### Exercise objective
Look through the material below and copy exactly the lines from the line with "filename src/output.rs" to the line with "the newest output.", those two lines included.

### Dataset
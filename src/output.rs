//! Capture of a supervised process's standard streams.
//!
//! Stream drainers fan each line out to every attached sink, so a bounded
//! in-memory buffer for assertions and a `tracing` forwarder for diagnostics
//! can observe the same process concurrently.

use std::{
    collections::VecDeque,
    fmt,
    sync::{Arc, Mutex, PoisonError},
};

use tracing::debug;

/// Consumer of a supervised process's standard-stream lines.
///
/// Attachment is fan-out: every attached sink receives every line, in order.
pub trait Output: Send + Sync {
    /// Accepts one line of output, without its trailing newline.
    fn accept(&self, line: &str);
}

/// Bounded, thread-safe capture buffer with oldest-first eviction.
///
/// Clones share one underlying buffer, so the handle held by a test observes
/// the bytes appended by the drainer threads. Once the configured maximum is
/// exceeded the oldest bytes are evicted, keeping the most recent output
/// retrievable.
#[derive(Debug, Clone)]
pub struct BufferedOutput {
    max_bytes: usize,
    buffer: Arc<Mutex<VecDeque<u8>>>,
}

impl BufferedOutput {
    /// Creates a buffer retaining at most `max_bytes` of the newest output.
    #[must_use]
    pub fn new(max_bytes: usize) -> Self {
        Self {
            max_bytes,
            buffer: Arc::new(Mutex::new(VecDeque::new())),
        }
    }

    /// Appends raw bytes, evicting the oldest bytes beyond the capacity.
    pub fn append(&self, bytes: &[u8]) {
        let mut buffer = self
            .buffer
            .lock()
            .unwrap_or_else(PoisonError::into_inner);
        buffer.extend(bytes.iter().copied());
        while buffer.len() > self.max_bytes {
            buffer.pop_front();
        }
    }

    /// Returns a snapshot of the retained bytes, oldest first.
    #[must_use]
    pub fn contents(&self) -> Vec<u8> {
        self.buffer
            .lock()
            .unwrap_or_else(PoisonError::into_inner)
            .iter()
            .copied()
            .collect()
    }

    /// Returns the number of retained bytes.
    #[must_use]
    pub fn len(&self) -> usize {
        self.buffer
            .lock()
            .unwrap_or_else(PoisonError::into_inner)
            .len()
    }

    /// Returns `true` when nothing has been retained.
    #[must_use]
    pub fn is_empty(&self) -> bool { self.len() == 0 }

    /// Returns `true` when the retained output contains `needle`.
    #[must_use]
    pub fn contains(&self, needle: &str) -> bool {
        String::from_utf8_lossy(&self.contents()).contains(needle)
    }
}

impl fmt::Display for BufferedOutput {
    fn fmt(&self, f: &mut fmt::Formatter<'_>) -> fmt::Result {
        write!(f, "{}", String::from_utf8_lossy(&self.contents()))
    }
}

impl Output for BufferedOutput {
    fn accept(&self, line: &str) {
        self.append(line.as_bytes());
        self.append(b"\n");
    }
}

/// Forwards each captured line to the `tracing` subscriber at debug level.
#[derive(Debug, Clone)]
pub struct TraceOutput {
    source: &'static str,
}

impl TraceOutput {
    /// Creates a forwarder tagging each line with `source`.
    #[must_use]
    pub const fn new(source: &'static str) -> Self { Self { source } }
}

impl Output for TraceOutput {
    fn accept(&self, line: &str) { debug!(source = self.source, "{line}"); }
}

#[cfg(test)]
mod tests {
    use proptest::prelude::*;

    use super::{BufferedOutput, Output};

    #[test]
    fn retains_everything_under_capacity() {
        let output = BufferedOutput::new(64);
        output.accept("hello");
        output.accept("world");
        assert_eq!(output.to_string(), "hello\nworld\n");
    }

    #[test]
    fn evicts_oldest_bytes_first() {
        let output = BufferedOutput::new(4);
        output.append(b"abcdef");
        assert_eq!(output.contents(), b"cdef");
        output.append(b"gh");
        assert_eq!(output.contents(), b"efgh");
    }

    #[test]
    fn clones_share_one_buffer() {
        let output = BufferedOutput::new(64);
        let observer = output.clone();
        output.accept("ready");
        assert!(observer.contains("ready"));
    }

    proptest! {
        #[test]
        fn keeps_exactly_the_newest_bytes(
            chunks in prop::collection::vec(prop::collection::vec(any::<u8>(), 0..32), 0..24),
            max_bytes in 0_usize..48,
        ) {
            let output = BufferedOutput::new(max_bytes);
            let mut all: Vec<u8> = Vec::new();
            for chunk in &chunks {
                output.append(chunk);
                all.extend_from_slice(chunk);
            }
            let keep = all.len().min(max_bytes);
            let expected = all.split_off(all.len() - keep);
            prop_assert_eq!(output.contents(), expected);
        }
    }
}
---
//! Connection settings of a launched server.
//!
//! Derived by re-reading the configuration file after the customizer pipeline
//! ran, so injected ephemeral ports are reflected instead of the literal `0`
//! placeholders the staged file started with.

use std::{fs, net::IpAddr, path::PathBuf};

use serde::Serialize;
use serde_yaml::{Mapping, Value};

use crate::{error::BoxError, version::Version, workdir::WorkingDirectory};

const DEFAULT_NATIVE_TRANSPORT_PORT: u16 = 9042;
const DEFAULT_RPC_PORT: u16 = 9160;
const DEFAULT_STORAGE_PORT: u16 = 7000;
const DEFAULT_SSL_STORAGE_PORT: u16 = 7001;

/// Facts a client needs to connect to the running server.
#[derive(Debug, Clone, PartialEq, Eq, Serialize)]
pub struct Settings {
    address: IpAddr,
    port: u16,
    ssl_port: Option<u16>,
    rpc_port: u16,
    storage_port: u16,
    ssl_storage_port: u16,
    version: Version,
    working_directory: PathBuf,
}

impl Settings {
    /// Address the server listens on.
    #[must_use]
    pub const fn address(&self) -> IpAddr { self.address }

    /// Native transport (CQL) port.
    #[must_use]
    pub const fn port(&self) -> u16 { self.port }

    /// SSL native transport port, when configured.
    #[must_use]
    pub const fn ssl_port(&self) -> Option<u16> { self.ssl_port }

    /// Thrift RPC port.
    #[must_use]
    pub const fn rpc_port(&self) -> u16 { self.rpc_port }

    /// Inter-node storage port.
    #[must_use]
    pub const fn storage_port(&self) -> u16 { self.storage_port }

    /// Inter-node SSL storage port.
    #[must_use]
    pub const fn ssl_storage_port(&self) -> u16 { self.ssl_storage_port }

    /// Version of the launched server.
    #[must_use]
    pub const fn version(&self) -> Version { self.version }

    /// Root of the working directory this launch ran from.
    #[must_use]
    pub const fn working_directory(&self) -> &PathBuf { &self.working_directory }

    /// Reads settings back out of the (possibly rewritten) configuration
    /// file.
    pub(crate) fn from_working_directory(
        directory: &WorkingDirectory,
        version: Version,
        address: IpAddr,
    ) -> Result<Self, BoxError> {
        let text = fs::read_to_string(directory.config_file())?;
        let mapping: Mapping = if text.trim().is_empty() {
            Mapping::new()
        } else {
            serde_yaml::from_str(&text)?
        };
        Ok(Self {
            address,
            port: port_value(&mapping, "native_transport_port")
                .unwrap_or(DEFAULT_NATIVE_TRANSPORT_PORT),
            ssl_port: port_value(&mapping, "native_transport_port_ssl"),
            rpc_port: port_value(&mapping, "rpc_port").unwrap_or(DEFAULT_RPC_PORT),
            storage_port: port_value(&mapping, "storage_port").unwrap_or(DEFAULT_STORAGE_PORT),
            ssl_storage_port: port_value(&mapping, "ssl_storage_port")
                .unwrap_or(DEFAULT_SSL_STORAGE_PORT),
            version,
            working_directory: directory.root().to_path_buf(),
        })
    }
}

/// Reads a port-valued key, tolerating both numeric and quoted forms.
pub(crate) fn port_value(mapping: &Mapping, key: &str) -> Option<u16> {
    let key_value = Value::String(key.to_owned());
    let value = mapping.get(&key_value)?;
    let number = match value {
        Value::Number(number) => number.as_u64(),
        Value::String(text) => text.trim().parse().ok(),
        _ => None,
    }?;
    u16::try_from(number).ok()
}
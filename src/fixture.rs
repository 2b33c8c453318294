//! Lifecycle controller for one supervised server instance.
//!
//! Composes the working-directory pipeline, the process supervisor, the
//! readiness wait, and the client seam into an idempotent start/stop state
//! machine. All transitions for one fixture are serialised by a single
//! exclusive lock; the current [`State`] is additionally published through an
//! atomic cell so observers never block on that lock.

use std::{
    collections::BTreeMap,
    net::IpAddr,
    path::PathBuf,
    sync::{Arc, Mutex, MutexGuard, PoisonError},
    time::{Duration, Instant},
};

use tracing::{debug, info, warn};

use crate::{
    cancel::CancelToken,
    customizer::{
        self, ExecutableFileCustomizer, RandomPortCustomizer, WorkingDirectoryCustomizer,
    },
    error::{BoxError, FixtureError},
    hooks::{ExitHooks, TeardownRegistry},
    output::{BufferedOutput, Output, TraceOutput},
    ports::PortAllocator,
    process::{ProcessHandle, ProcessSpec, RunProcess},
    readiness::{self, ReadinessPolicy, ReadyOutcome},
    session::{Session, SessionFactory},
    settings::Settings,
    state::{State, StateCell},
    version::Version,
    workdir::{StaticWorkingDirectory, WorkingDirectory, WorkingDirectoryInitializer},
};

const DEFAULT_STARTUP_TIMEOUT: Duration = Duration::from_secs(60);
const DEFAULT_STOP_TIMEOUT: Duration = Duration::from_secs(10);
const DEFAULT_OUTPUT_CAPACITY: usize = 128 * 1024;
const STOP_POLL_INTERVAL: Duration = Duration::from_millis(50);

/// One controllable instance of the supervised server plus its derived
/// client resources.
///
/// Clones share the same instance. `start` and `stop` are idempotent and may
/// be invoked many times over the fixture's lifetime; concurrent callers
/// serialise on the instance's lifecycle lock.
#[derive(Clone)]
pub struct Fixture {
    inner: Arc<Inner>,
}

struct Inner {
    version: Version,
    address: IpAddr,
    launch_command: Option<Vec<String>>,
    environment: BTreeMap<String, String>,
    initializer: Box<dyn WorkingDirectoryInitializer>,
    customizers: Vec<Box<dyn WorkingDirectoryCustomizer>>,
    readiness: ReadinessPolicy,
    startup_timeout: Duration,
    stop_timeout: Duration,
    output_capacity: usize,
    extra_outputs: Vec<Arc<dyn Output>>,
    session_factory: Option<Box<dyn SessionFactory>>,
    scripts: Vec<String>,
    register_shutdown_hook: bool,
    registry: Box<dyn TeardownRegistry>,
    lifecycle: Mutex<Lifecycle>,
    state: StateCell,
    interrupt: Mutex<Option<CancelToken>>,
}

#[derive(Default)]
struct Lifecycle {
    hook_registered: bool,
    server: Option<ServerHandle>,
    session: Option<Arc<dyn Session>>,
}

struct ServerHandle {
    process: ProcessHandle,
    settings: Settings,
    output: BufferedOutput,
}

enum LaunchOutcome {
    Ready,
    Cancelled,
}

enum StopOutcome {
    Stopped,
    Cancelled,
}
---
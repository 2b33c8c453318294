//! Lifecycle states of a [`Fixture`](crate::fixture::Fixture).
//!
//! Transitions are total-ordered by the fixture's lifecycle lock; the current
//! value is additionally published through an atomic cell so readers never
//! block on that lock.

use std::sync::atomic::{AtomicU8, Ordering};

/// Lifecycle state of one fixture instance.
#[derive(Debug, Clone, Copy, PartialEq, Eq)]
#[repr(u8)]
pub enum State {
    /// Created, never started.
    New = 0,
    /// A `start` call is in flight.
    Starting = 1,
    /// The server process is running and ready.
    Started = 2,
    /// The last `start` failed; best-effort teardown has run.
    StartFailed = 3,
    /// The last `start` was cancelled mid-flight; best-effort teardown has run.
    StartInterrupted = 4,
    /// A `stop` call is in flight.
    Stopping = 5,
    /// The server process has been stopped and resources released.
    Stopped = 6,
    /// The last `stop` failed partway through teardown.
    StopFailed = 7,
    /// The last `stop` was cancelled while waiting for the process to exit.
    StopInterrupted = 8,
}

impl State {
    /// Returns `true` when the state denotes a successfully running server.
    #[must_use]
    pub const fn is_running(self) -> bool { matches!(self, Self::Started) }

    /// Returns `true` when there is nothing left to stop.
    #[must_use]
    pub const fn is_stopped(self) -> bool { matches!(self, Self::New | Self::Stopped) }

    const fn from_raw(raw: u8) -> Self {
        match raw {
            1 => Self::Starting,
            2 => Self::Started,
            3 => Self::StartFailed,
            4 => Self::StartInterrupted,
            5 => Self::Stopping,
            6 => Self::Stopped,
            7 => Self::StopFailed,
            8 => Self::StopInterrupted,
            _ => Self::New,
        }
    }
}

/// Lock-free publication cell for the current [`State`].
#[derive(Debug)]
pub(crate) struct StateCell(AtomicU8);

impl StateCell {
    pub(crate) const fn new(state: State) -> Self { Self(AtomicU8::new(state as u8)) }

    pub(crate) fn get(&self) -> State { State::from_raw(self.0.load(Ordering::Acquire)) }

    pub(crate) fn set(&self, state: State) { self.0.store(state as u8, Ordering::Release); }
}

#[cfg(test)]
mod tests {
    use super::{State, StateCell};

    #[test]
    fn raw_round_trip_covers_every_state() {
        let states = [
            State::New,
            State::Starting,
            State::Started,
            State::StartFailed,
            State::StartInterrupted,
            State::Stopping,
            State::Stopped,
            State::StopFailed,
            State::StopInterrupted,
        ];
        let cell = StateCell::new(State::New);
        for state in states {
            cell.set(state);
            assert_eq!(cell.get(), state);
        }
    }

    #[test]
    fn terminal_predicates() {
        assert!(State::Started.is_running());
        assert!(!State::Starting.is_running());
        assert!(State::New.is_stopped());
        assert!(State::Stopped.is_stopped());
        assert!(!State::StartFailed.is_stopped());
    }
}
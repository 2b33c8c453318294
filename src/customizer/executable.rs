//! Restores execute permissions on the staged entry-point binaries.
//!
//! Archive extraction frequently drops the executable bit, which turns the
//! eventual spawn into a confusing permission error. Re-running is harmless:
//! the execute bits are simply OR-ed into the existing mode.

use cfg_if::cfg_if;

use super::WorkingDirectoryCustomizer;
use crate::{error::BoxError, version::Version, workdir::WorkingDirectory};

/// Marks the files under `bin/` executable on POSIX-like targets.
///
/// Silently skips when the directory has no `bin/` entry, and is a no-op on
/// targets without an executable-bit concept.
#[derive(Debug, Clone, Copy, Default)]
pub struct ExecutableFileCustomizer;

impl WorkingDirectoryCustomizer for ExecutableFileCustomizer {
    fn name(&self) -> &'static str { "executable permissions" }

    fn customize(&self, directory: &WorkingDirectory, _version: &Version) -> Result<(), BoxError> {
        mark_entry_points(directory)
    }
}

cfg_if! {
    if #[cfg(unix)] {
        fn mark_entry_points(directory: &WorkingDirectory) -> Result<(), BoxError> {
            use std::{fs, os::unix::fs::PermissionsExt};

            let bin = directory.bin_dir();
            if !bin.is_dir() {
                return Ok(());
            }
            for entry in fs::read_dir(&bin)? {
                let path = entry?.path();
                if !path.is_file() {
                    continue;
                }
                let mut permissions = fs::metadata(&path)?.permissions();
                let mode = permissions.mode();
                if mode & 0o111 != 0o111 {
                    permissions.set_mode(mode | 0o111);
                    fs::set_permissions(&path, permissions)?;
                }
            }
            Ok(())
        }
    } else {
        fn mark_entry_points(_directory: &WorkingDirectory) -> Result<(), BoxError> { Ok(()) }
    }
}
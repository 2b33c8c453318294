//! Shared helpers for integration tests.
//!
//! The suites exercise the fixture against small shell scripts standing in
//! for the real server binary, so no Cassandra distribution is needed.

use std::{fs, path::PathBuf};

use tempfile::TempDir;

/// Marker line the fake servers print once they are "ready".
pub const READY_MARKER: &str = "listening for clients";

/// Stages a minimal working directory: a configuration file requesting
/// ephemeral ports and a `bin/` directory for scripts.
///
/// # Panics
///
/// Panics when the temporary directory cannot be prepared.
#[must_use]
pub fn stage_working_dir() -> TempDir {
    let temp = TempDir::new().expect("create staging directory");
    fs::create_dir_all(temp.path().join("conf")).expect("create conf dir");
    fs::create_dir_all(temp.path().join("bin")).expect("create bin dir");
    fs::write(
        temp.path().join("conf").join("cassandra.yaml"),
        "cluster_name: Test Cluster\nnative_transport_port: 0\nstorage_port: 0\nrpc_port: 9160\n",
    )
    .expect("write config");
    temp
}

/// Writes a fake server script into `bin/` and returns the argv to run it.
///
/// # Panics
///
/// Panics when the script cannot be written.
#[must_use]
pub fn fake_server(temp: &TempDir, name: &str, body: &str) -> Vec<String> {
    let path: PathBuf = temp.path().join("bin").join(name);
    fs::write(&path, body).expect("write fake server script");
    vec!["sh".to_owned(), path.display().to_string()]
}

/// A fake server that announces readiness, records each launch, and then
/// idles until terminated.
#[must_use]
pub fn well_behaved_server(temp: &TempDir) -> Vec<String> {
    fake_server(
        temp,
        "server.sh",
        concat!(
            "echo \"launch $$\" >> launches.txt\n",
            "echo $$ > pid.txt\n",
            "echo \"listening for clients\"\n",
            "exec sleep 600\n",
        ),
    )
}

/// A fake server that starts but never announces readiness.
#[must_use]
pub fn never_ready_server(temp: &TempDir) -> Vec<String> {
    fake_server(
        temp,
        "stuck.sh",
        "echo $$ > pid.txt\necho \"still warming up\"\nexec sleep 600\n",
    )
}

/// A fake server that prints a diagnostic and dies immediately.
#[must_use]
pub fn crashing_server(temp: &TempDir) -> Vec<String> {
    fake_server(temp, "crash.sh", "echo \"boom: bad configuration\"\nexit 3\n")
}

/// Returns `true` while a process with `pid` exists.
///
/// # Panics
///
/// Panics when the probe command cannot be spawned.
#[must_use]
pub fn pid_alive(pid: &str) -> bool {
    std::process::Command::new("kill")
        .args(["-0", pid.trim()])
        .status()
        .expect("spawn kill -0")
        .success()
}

### Exercise solution
filename src/output.rs
//! Capture of a supervised process's standard streams.
//!
//! Stream drainers fan each line out to every attached sink, so a bounded
//! in-memory buffer for assertions and a `tracing` forwarder for diagnostics
//! can observe the same process concurrently.

use std::{
    collections::VecDeque,
    fmt,
    sync::{Arc, Mutex, PoisonError},
};

use tracing::debug;

/// Consumer of a supervised process's standard-stream lines.
///
/// Attachment is fan-out: every attached sink receives every line, in order.
pub trait Output: Send + Sync {
    /// Accepts one line of output, without its trailing newline.
    fn accept(&self, line: &str);
}

/// Bounded, thread-safe capture buffer with oldest-first eviction.
///
/// Clones share one underlying buffer, so the handle held by a test observes
/// the bytes appended by the drainer threads. Once the configured maximum is
/// exceeded the oldest bytes are evicted, keeping the most recent output
/// retrievable.
#[derive(Debug, Clone)]
pub struct BufferedOutput {
    max_bytes: usize,
    buffer: Arc<Mutex<VecDeque<u8>>>,
}

impl BufferedOutput {
    /// Creates a buffer retaining at most `max_bytes` of the newest output.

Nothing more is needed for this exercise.